[Data to process]
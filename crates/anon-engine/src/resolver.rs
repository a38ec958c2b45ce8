//! Tree resolution
//!
//! Maps a browse path onto the remote tree of a snapshot and picks the file
//! that actually gets rendered for directories.

use std::sync::Arc;

use anon_core::{CommitNode, DirectoryNode, Error, FileNode, Origin, Result, Snapshot, TreeEntry, TreeNode};
use anon_sources::RepositoryProvider;

/// Result of resolving a browse path.
#[derive(Debug, Clone, PartialEq, Eq)]
pub enum Resolved {
    Found(Resolution),
    NotFound,
}

#[derive(Debug, Clone, PartialEq, Eq)]
pub struct Resolution {
    /// Node at the requested path.
    pub node: TreeNode,
    /// File rendered for this request: the node itself for files, the
    /// default file for directories that have one.
    pub effective: Option<FileNode>,
    /// Directory listing shown next to the rendered node.
    pub listing: Vec<TreeEntry>,
    /// The node is a directory but the request path lacked a trailing `/`.
    pub needs_trailing_slash: bool,
}

impl Resolution {
    pub fn is_directory(&self) -> bool {
        matches!(self.node, TreeNode::Directory(_))
    }
}

/// Split a browse path into segments. `None` for paths that try to climb
/// out of the tree or contain empty segments.
pub fn path_segments(path: &str) -> Option<Vec<&str>> {
    let trimmed = path.trim_start_matches('/');
    let trimmed = trimmed.strip_suffix('/').unwrap_or(trimmed);
    if trimmed.is_empty() {
        return Some(Vec::new());
    }
    let segments: Vec<&str> = trimmed.split('/').collect();
    if segments.iter().any(|s| s.is_empty() || *s == "." || *s == "..") {
        return None;
    }
    Some(segments)
}

/// First file child whose name contains `readme` or `index`, ignoring case.
pub fn default_file(directory: &DirectoryNode) -> Option<&FileNode> {
    directory.children.iter().find_map(|child| match child {
        TreeNode::File(file) => {
            let name = file.name.to_lowercase();
            (name.contains("readme") || name.contains("index")).then_some(file)
        }
        _ => None,
    })
}

/// Follow a chain of single-child directories down to a file.
pub fn collapse_single_child(directory: &DirectoryNode) -> Option<&FileNode> {
    match directory.children.as_slice() {
        [TreeNode::File(file)] => Some(file),
        [TreeNode::Directory(inner)] => effective_file(inner),
        _ => None,
    }
}

/// File rendered for a directory request, if any.
pub fn effective_file(directory: &DirectoryNode) -> Option<&FileNode> {
    default_file(directory).or_else(|| collapse_single_child(directory))
}

/// Resolve `path` in an already fetched tree.
pub fn resolve_in_tree(root: &DirectoryNode, path: &str) -> Resolved {
    let Some(segments) = path_segments(path) else {
        return Resolved::NotFound;
    };

    let mut parent = root;
    let mut current: Option<&TreeNode> = None;
    for (i, segment) in segments.iter().enumerate() {
        if i > 0 {
            match current {
                Some(TreeNode::Directory(dir)) => parent = dir,
                _ => return Resolved::NotFound,
            }
        }
        current = parent.child(segment);
        if current.is_none() {
            return Resolved::NotFound;
        }
    }

    let resolution = match current {
        None => directory_resolution(root, path),
        Some(TreeNode::Directory(dir)) => directory_resolution(dir, path),
        // Files have no trailing separator form.
        Some(TreeNode::File(_)) if path.ends_with('/') => return Resolved::NotFound,
        Some(TreeNode::File(file)) => Resolution {
            node: TreeNode::File(file.clone()),
            effective: Some(file.clone()),
            listing: parent.entries(),
            needs_trailing_slash: false,
        },
        Some(node @ TreeNode::Commit(_)) => Resolution {
            node: node.clone(),
            effective: None,
            listing: parent.entries(),
            needs_trailing_slash: false,
        },
    };
    Resolved::Found(resolution)
}

fn directory_resolution(directory: &DirectoryNode, path: &str) -> Resolution {
    Resolution {
        node: TreeNode::Directory(directory.clone()),
        effective: effective_file(directory).cloned(),
        listing: directory.entries(),
        needs_trailing_slash: !path.is_empty() && !path.ends_with('/'),
    }
}

/// Any provider failure while resolving means the snapshot cannot be read.
fn unavailable(origin: &Origin, err: Error) -> Error {
    tracing::warn!(repository = %origin.full_name(), error = %err, "remote tree unavailable");
    Error::SnapshotUnavailable(err.to_string())
}

/// Resolves browse paths against the live remote tree.
pub struct TreeResolver {
    provider: Arc<dyn RepositoryProvider>,
}

impl TreeResolver {
    pub fn new(provider: Arc<dyn RepositoryProvider>) -> Self {
        Self { provider }
    }

    /// Fails only with [`Error::SnapshotUnavailable`].
    pub async fn resolve(&self, origin: &Origin, snapshot: &Snapshot, path: &str) -> Result<Resolved> {
        if path_segments(path).is_none() {
            return Ok(Resolved::NotFound);
        }
        let tree = self
            .provider
            .get_tree(origin, snapshot)
            .await
            .map_err(|e| unavailable(origin, e))?;
        let resolved = resolve_in_tree(&tree, path);
        tracing::debug!(
            repository = %origin.full_name(),
            path,
            found = matches!(resolved, Resolved::Found(_)),
            "resolved path"
        );
        Ok(resolved)
    }

    /// Commit node for `sha`, carrying its patch.
    pub async fn resolve_commit(&self, origin: &Origin, sha: &str) -> Result<Resolved> {
        if sha.is_empty() || !sha.chars().all(|c| c.is_ascii_alphanumeric()) {
            return Ok(Resolved::NotFound);
        }
        let patch = match self.provider.get_patch(origin, sha).await {
            Ok(patch) => patch,
            Err(Error::NotFound(_)) => return Ok(Resolved::NotFound),
            Err(e) => return Err(unavailable(origin, e)),
        };
        Ok(Resolved::Found(Resolution {
            node: TreeNode::Commit(CommitNode {
                sha: sha.to_string(),
                patch,
            }),
            effective: None,
            listing: Vec::new(),
            needs_trailing_slash: false,
        }))
    }
}

#[cfg(test)]
mod tests {
    use super::*;
    use anon_core::{EntryKind, FlatEntry};

    fn tree() -> DirectoryNode {
        DirectoryNode::from_entries([
            FlatEntry::file("README.md", 10),
            FlatEntry::file("Cargo.toml", 20),
            FlatEntry::file("src/main.rs", 30),
            FlatEntry::file("src/lib.rs", 40),
            FlatEntry::file("single/only/deep.txt", 5),
            FlatEntry::file("docs/guide.md", 7),
            FlatEntry::file("docs/Index.html", 8),
            FlatEntry::directory("empty"),
        ])
    }

    fn found(resolved: Resolved) -> Resolution {
        match resolved {
            Resolved::Found(resolution) => resolution,
            Resolved::NotFound => panic!("Expected path to resolve"),
        }
    }

    #[test]
    fn test_root_picks_readme() {
        let resolution = found(resolve_in_tree(&tree(), ""));
        assert!(resolution.is_directory());
        assert!(!resolution.needs_trailing_slash);
        assert_eq!(resolution.effective.unwrap().path, "README.md");
        assert_eq!(resolution.listing.len(), 6);
    }

    #[test]
    fn test_default_file_is_case_insensitive_and_first_in_order() {
        let resolution = found(resolve_in_tree(&tree(), "docs/"));
        assert_eq!(resolution.effective.unwrap().name, "Index.html");
    }

    #[test]
    fn test_directory_without_slash_needs_redirect() {
        let resolution = found(resolve_in_tree(&tree(), "src"));
        assert!(resolution.needs_trailing_slash);

        let resolution = found(resolve_in_tree(&tree(), "src/"));
        assert!(!resolution.needs_trailing_slash);
        assert!(resolution.effective.is_none());
        assert_eq!(resolution.listing.len(), 2);
    }

    #[test]
    fn test_file_listing_is_parent_directory() {
        let resolution = found(resolve_in_tree(&tree(), "src/lib.rs"));
        assert_eq!(resolution.effective.unwrap().size, 40);
        let names: Vec<_> = resolution.listing.iter().map(|e| e.name.as_str()).collect();
        assert_eq!(names, vec!["main.rs", "lib.rs"]);

        let resolution = found(resolve_in_tree(&tree(), "Cargo.toml"));
        assert_eq!(resolution.listing.len(), 6);
    }

    #[test]
    fn test_single_child_directories_collapse() {
        let through_dir = found(resolve_in_tree(&tree(), "single/"));
        let direct = found(resolve_in_tree(&tree(), "single/only/deep.txt"));
        assert_eq!(through_dir.effective, direct.effective);
        assert_eq!(through_dir.listing[0].kind, EntryKind::Directory);
    }

    #[test]
    fn test_empty_directory_has_no_effective_file() {
        let resolution = found(resolve_in_tree(&tree(), "empty/"));
        assert!(resolution.effective.is_none());
        assert!(resolution.listing.is_empty());
    }

    #[test]
    fn test_missing_and_unsafe_paths() {
        assert_eq!(resolve_in_tree(&tree(), "nope.txt"), Resolved::NotFound);
        assert_eq!(resolve_in_tree(&tree(), "README.md/x"), Resolved::NotFound);
        assert_eq!(resolve_in_tree(&tree(), "src/../README.md"), Resolved::NotFound);
        assert_eq!(resolve_in_tree(&tree(), "src//lib.rs"), Resolved::NotFound);
    }

    #[test]
    fn test_file_with_trailing_slash_is_not_found() {
        assert_eq!(resolve_in_tree(&tree(), "README.md/"), Resolved::NotFound);
        assert_eq!(resolve_in_tree(&tree(), "src/lib.rs/"), Resolved::NotFound);
        assert!(matches!(resolve_in_tree(&tree(), "src/lib.rs"), Resolved::Found(_)));
    }

    #[test]
    fn test_path_segments() {
        assert_eq!(path_segments(""), Some(vec![]));
        assert_eq!(path_segments("/"), Some(vec![]));
        assert_eq!(path_segments("a/b/"), Some(vec!["a", "b"]));
        assert_eq!(path_segments("a/./b"), None);
    }
}
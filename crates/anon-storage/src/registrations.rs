//! Registration persistence

use std::path::PathBuf;

use anon_core::Registration;
use async_trait::async_trait;
use dashmap::DashMap;

use crate::{Result, StorageError, atomic_write, validate_key};

#[async_trait]
pub trait RegistrationStore: Send + Sync {
    async fn load(&self, id: &str) -> Result<Option<Registration>>;

    async fn save(&self, registration: &Registration) -> Result<()>;

    async fn list(&self) -> Result<Vec<Registration>>;
}

/// One `config.json` per registration: `<root>/<id>/config.json`.
pub struct JsonRegistrationStore {
    root: PathBuf,
}

impl JsonRegistrationStore {
    pub fn new(root: impl Into<PathBuf>) -> Result<Self> {
        let root = root.into();
        std::fs::create_dir_all(&root)?;
        Ok(Self { root })
    }

    fn config_path(&self, id: &str) -> Result<PathBuf> {
        if id.contains('/') {
            return Err(StorageError::InvalidKey(id.to_string()));
        }
        validate_key(id)?;
        Ok(self.root.join(id).join("config.json"))
    }
}

#[async_trait]
impl RegistrationStore for JsonRegistrationStore {
    async fn load(&self, id: &str) -> Result<Option<Registration>> {
        let path = match self.config_path(id) {
            Ok(path) => path,
            // An id that cannot be stored cannot have been registered.
            Err(StorageError::InvalidKey(_)) => return Ok(None),
            Err(e) => return Err(e),
        };
        match tokio::fs::read(&path).await {
            Ok(bytes) => Ok(Some(serde_json::from_slice(&bytes)?)),
            Err(e) if e.kind() == std::io::ErrorKind::NotFound => Ok(None),
            Err(e) => Err(e.into()),
        }
    }

    async fn save(&self, registration: &Registration) -> Result<()> {
        let path = self.config_path(&registration.id)?;
        atomic_write(&path, &serde_json::to_vec_pretty(registration)?).await
    }

    async fn list(&self) -> Result<Vec<Registration>> {
        let mut registrations = Vec::new();
        let mut dir = tokio::fs::read_dir(&self.root).await?;
        while let Some(entry) = dir.next_entry().await? {
            let Some(id) = entry.file_name().to_str().map(str::to_string) else {
                continue;
            };
            match self.load(&id).await {
                Ok(Some(registration)) => registrations.push(registration),
                Ok(None) => {}
                Err(e) => tracing::warn!(id, error = %e, "skipping unreadable registration"),
            }
        }
        registrations.sort_by(|a, b| a.id.cmp(&b.id));
        Ok(registrations)
    }
}

#[derive(Debug, Default)]
pub struct MemoryRegistrationStore {
    registrations: DashMap<String, Registration>,
}

impl MemoryRegistrationStore {
    pub fn new() -> Self {
        Self::default()
    }
}

#[async_trait]
impl RegistrationStore for MemoryRegistrationStore {
    async fn load(&self, id: &str) -> Result<Option<Registration>> {
        Ok(self.registrations.get(id).map(|r| r.clone()))
    }

    async fn save(&self, registration: &Registration) -> Result<()> {
        self.registrations
            .insert(registration.id.clone(), registration.clone());
        Ok(())
    }

    async fn list(&self) -> Result<Vec<Registration>> {
        let mut registrations: Vec<Registration> =
            self.registrations.iter().map(|r| r.value().clone()).collect();
        registrations.sort_by(|a, b| a.id.cmp(&b.id));
        Ok(registrations)
    }
}
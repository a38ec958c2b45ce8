//! Registration domain model

use serde::{Deserialize, Serialize};
use time::OffsetDateTime;

use crate::{Error, Result, Snapshot};

const DEFAULT_HOST: &str = "github.com";
const DEFAULT_BRANCH: &str = "main";

/// Remote repository a registration republishes.
#[derive(Debug, Clone, PartialEq, Eq, Serialize, Deserialize)]
pub struct Origin {
    #[serde(default = "default_host")]
    pub host: String,
    pub owner: String,
    pub repo: String,
    #[serde(default = "default_branch")]
    pub branch: String,
}

fn default_host() -> String {
    DEFAULT_HOST.to_string()
}

fn default_branch() -> String {
    DEFAULT_BRANCH.to_string()
}

impl Origin {
    pub fn new(owner: impl Into<String>, repo: impl Into<String>, branch: impl Into<String>) -> Self {
        Self {
            host: default_host(),
            owner: owner.into(),
            repo: repo.into(),
            branch: branch.into(),
        }
    }

    /// Parse `https://github.com/owner/repo`, `github.com/owner/repo` or
    /// `owner/repo`. A `/tree/<branch>` suffix selects the branch.
    pub fn parse(input: &str, branch: Option<&str>) -> Result<Self> {
        let trimmed = input.trim();
        let without_scheme = trimmed
            .strip_prefix("https://")
            .or_else(|| trimmed.strip_prefix("http://"))
            .unwrap_or(trimmed);

        let segments: Vec<&str> = without_scheme
            .split('/')
            .filter(|s| !s.is_empty())
            .collect();

        let (host, rest) = match segments.first() {
            Some(first) if first.contains('.') => (first.to_string(), &segments[1..]),
            _ => (default_host(), &segments[..]),
        };

        let (owner, repo) = match rest {
            [owner, repo, ..] => (owner.to_string(), repo.trim_end_matches(".git").to_string()),
            _ => {
                return Err(Error::InvalidOrigin(format!(
                    "Expected owner/repo in {}",
                    input
                )));
            }
        };

        let branch = match (branch, rest) {
            (Some(b), _) => b.to_string(),
            (None, [_, _, "tree", b, ..]) => b.to_string(),
            _ => default_branch(),
        };

        Ok(Self {
            host,
            owner,
            repo,
            branch,
        })
    }

    /// `owner/repo`
    pub fn full_name(&self) -> String {
        format!("{}/{}", self.owner, self.repo)
    }

    /// Browsable URL of the repository on its host.
    pub fn url(&self) -> String {
        format!("https://{}/{}/{}", self.host, self.owner, self.repo)
    }

    /// Direct download URL of a file at the given ref.
    pub fn raw_url(&self, reference: &str, path: &str) -> String {
        if self.host == DEFAULT_HOST {
            format!(
                "https://raw.githubusercontent.com/{}/{}/{}/{}",
                self.owner, self.repo, reference, path
            )
        } else {
            format!("{}/raw/{}/{}", self.url(), reference, path)
        }
    }
}

/// Per-registration redaction switches.
#[derive(Debug, Clone, PartialEq, Eq, Serialize, Deserialize)]
pub struct RedactionOptions {
    /// Keep links. When false every URL is masked.
    #[serde(default = "default_true")]
    pub link: bool,

    /// Keep markdown images. When false they are stripped.
    #[serde(default = "default_true")]
    pub image: bool,

    /// Mask a whole URL when it contains a term.
    #[serde(default = "default_true")]
    pub whole_url: bool,

    /// Only match terms on word boundaries.
    #[serde(default = "default_true")]
    pub word_boundary: bool,
}

fn default_true() -> bool {
    true
}

impl Default for RedactionOptions {
    fn default() -> Self {
        Self {
            link: true,
            image: true,
            whole_url: true,
            word_boundary: true,
        }
    }
}

/// Mapping from an anonymized id to an origin repository and its blacklist.
#[derive(Debug, Clone, Serialize, Deserialize)]
pub struct Registration {
    pub id: String,
    pub origin: Origin,
    #[serde(default)]
    pub terms: Vec<String>,
    #[serde(default)]
    pub options: RedactionOptions,
    #[serde(default, skip_serializing_if = "Option::is_none")]
    pub last_snapshot: Option<Snapshot>,
    #[serde(with = "time::serde::timestamp")]
    pub created_at: OffsetDateTime,
}

impl Registration {
    pub fn new(origin: Origin, terms: Vec<String>) -> Self {
        Self::with_id(uuid::Uuid::new_v4().to_string(), origin, terms)
    }

    pub fn with_id(id: impl Into<String>, origin: Origin, terms: Vec<String>) -> Self {
        Self {
            id: id.into(),
            origin,
            terms,
            options: RedactionOptions::default(),
            last_snapshot: None,
            created_at: OffsetDateTime::now_utc(),
        }
    }

    pub fn with_options(mut self, options: RedactionOptions) -> Self {
        self.options = options;
        self
    }

    /// Whether the cached content of this registration matches `live`.
    pub fn is_current(&self, live: &Snapshot) -> bool {
        self.last_snapshot.as_ref() == Some(live)
    }
}
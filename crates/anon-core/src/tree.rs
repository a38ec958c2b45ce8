//! Remote tree model
//!
//! Nodes are produced fresh for every request and never cached as
//! structures; only their rendered output is.

use serde::{Deserialize, Serialize};
use std::collections::{HashMap, HashSet};

#[derive(Debug, Clone, PartialEq, Eq, Serialize, Deserialize)]
pub struct FileNode {
    pub path: String,
    pub name: String,
    pub size: u64,
    #[serde(skip_serializing_if = "Option::is_none")]
    pub sha: Option<String>,
    #[serde(skip_serializing_if = "Option::is_none")]
    pub binary: Option<bool>,
}

#[derive(Debug, Clone, PartialEq, Eq, Serialize, Deserialize)]
pub struct DirectoryNode {
    pub path: String,
    pub name: String,
    pub children: Vec<TreeNode>,
}

#[derive(Debug, Clone, PartialEq, Eq, Serialize, Deserialize)]
pub struct CommitNode {
    pub sha: String,
    pub patch: String,
}

#[derive(Debug, Clone, PartialEq, Eq, Serialize, Deserialize)]
#[serde(tag = "type", rename_all = "snake_case")]
pub enum TreeNode {
    File(FileNode),
    Directory(DirectoryNode),
    Commit(CommitNode),
}

impl TreeNode {
    pub fn name(&self) -> &str {
        match self {
            TreeNode::File(f) => &f.name,
            TreeNode::Directory(d) => &d.name,
            TreeNode::Commit(c) => &c.sha,
        }
    }

    pub fn path(&self) -> &str {
        match self {
            TreeNode::File(f) => &f.path,
            TreeNode::Directory(d) => &d.path,
            TreeNode::Commit(c) => &c.sha,
        }
    }

    pub fn as_directory(&self) -> Option<&DirectoryNode> {
        match self {
            TreeNode::Directory(d) => Some(d),
            _ => None,
        }
    }

    /// Summary used by listings.
    pub fn entry(&self) -> TreeEntry {
        match self {
            TreeNode::File(f) => TreeEntry {
                name: f.name.clone(),
                path: f.path.clone(),
                kind: EntryKind::File,
                size: Some(f.size),
            },
            TreeNode::Directory(d) => TreeEntry {
                name: d.name.clone(),
                path: d.path.clone(),
                kind: EntryKind::Directory,
                size: None,
            },
            TreeNode::Commit(c) => TreeEntry {
                name: c.sha.clone(),
                path: c.sha.clone(),
                kind: EntryKind::Commit,
                size: None,
            },
        }
    }
}

impl DirectoryNode {
    pub fn root() -> Self {
        Self {
            path: String::new(),
            name: String::new(),
            children: Vec::new(),
        }
    }

    pub fn child(&self, name: &str) -> Option<&TreeNode> {
        self.children.iter().find(|c| c.name() == name)
    }

    pub fn entries(&self) -> Vec<TreeEntry> {
        self.children.iter().map(TreeNode::entry).collect()
    }

    /// Build a nested tree from flat `path` entries, the shape source-hosting
    /// APIs return. Child order follows input order; intermediate
    /// directories missing from the input are created on the fly.
    pub fn from_entries<I>(entries: I) -> Self
    where
        I: IntoIterator<Item = FlatEntry>,
    {
        let mut children: HashMap<String, Vec<FlatEntry>> = HashMap::new();
        let mut known_dirs: HashSet<String> = HashSet::new();
        known_dirs.insert(String::new());

        for entry in entries {
            let path = entry.path.trim_matches('/').to_string();
            if path.is_empty() {
                continue;
            }
            register_parents(&path, &mut children, &mut known_dirs);
            if entry.kind == EntryKind::Directory && !known_dirs.insert(path.clone()) {
                continue;
            }
            let parent = parent_of(&path).to_string();
            children.entry(parent).or_default().push(FlatEntry { path, ..entry });
        }

        build_directory(String::new(), String::new(), &mut children)
    }
}

fn parent_of(path: &str) -> &str {
    path.rsplit_once('/').map(|(parent, _)| parent).unwrap_or("")
}

fn name_of(path: &str) -> &str {
    path.rsplit_once('/').map(|(_, name)| name).unwrap_or(path)
}

fn register_parents(
    path: &str,
    children: &mut HashMap<String, Vec<FlatEntry>>,
    known_dirs: &mut HashSet<String>,
) {
    let parent = parent_of(path);
    if known_dirs.contains(parent) {
        return;
    }
    register_parents(parent, children, known_dirs);
    known_dirs.insert(parent.to_string());
    children
        .entry(parent_of(parent).to_string())
        .or_default()
        .push(FlatEntry::directory(parent));
}

fn build_directory(
    path: String,
    name: String,
    children: &mut HashMap<String, Vec<FlatEntry>>,
) -> DirectoryNode {
    let entries = children.remove(&path).unwrap_or_default();
    let nodes = entries
        .into_iter()
        .map(|entry| match entry.kind {
            EntryKind::Directory => {
                let name = name_of(&entry.path).to_string();
                TreeNode::Directory(build_directory(entry.path, name, children))
            }
            _ => TreeNode::File(FileNode {
                name: name_of(&entry.path).to_string(),
                size: entry.size.unwrap_or(0),
                sha: entry.sha,
                binary: None,
                path: entry.path,
            }),
        })
        .collect();

    DirectoryNode {
        path,
        name,
        children: nodes,
    }
}

/// One row of a flat tree listing.
#[derive(Debug, Clone, PartialEq, Eq)]
pub struct FlatEntry {
    pub path: String,
    pub kind: EntryKind,
    pub size: Option<u64>,
    pub sha: Option<String>,
}

impl FlatEntry {
    pub fn file(path: impl Into<String>, size: u64) -> Self {
        Self {
            path: path.into(),
            kind: EntryKind::File,
            size: Some(size),
            sha: None,
        }
    }

    pub fn directory(path: impl Into<String>) -> Self {
        Self {
            path: path.into(),
            kind: EntryKind::Directory,
            size: None,
            sha: None,
        }
    }

    pub fn with_sha(mut self, sha: impl Into<String>) -> Self {
        self.sha = Some(sha.into());
        self
    }
}

#[derive(Debug, Clone, Copy, PartialEq, Eq, Serialize, Deserialize)]
#[serde(rename_all = "snake_case")]
pub enum EntryKind {
    File,
    Directory,
    Commit,
}

/// Listing row: the part of a node a directory view shows.
#[derive(Debug, Clone, PartialEq, Eq, Serialize, Deserialize)]
pub struct TreeEntry {
    pub name: String,
    pub path: String,
    pub kind: EntryKind,
    #[serde(skip_serializing_if = "Option::is_none")]
    pub size: Option<u64>,
}

#[cfg(test)]
mod tests {
    use super::*;

    #[test]
    fn test_from_entries_nests_and_keeps_order() {
        let tree = DirectoryNode::from_entries(vec![
            FlatEntry::file("README.md", 10),
            FlatEntry::directory("src"),
            FlatEntry::file("src/main.rs", 20),
            FlatEntry::file("src/lib.rs", 30),
        ]);

        let names: Vec<_> = tree.children.iter().map(TreeNode::name).collect();
        assert_eq!(names, vec!["README.md", "src"]);

        let src = tree.child("src").and_then(TreeNode::as_directory).unwrap();
        assert_eq!(src.path, "src");
        let names: Vec<_> = src.children.iter().map(TreeNode::name).collect();
        assert_eq!(names, vec!["main.rs", "lib.rs"]);
        assert_eq!(src.children[1].path(), "src/lib.rs");
    }

    #[test]
    fn test_from_entries_creates_missing_parents() {
        let tree = DirectoryNode::from_entries(vec![FlatEntry::file("a/b/c.txt", 3)]);

        let a = tree.child("a").and_then(TreeNode::as_directory).unwrap();
        let b = a.child("b").and_then(TreeNode::as_directory).unwrap();
        assert_eq!(b.path, "a/b");
        assert_eq!(b.children.len(), 1);
    }

    #[test]
    fn test_directory_listed_once() {
        let tree = DirectoryNode::from_entries(vec![
            FlatEntry::file("docs/index.html", 1),
            FlatEntry::directory("docs"),
        ]);
        assert_eq!(tree.children.len(), 1);
    }

    #[test]
    fn test_entry_summary() {
        let tree = DirectoryNode::from_entries(vec![
            FlatEntry::file("a.txt", 5),
            FlatEntry::directory("lib"),
        ]);
        let entries = tree.entries();
        assert_eq!(entries[0].kind, EntryKind::File);
        assert_eq!(entries[0].size, Some(5));
        assert_eq!(entries[1].kind, EntryKind::Directory);
        assert_eq!(entries[1].size, None);
    }
}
[/Data to process]
Work order: Up to and including the line with "use std::sync::Arc;", write out the records above exactly, starting from their first line.

Written reply:
filename crates/anon-engine/src/resolver.rs
repository a38ec958c2b45ce8
//! Tree resolution
//!
//! Maps a browse path onto the remote tree of a snapshot and picks the file
//! that actually gets rendered for directories.

use std::sync::Arc;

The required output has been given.